The product isn’t on a belt because the time spent between asking for the product and obtaining it could potentially take a lot longer (Performance). The keypads were not arbitrarily placed at waiste level to tick me off, they were blatantly placed there to provide easier accessibility to those who are height-challenged or otherwise requiring accessibility. The credit card reader isn’t placed on the machine because it would be too easy to intercept. These vending machines can be placed anywhere, and sometimes in really poor choices (rest areas, for instance). While having a vending machine broken into would be bad, having credit card data compromised from one of these locations would be worse. (Security) Placing the items on a belt would make it harder to provide additional items in the physical range of motion of the device. It would be harder to add more product to the machine this way — and much more expensive (Scalability). Those devices would also have a large amount of moving parts that could break. Putting the keypad on a moving device as well as the product would reduce the useful life of a vending machine while raising the cost of it — bad for any investment. It would also be susceptible to significant breaks and massive amounts of upkeep (Maintainability). Putting these items in a bad area would be an even worse move. They would be much more expensive to replace and fix if someone vandalized them — much more, that is, in relation to a simple spring delivered product dispenser that relies on gravity to get the product to its location. The parts would definitely have a much higher dead-on-delivery rate than normal vending machines — causing massive replacement shipping/delivery costs (Deployability). This is a stretch, but by placing additional overhead on these machines, you actually reduce the available room to provide additional hardware to the machine. You could be restricted to a smaller area and some additional hardware may interfere with other pieces of hardware causing more issues than it solved (Extensibility).

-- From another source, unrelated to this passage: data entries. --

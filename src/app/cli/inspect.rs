//! Vars and targets command implementation.

use std::path::PathBuf;

use crate::app::api;
use crate::domain::AppError;

pub fn run_vars(dir: Option<PathBuf>) -> Result<(), AppError> {
    let root = super::project_dir(dir)?;
    print!("{}", api::vars_at(&root, super::stdout_is_terminal())?);
    Ok(())
}

pub fn run_targets(dir: Option<PathBuf>) -> Result<(), AppError> {
    let root = super::project_dir(dir)?;
    let decls = api::targets_at(&root)?;
    let root = std::fs::canonicalize(&root)?;

    if decls.is_empty() {
        println!("No targets declared");
        return Ok(());
    }

    for decl in decls {
        let dir = decl.dir.strip_prefix(&root).unwrap_or(&decl.dir);
        let dir = if dir.as_os_str().is_empty() { ".".to_string() } else { dir.display().to_string() };
        let group = decl.group.map(|g| g.as_str()).unwrap_or("-");
        println!("{:<24} {:<8} {}", decl.name, group, dir);
    }
    Ok(())
}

Availability, therefore, seems to be the only area that I wouldn’t have negatively impacted by my decisions for a vending machine. As software engineers, we need to make sure we aren’t over-engineering our products. Many times the “cool” solution isn’t the right solution. For instance, the delivery mechanism, while annoying for anyone that is tall or has a back problem, is fairly consistent. I mean, who has a better system than gravity? Last I saw it was a constant! Sure, occasionally product gets stuck in the machine before gravity can do its part, but I guarantee the mechanical delivery system would be much more prone to mistakes than the simple “twist and drop” method of most vending machines. While I may have potentially solved “my” problems, I’ve caused many more for my real customer — the vendor. In actuality the dependability of my vending machine would have cost more money to purchase and maintain, caused dependability problems due to mechanical failure, and most likely annoyed everyone more than “New Coke” ever did.


Yes, its great to solve your problems in cool ways, but make sure the problems you are solving are for the right person and actually advance your product design before adding more features than are necessary.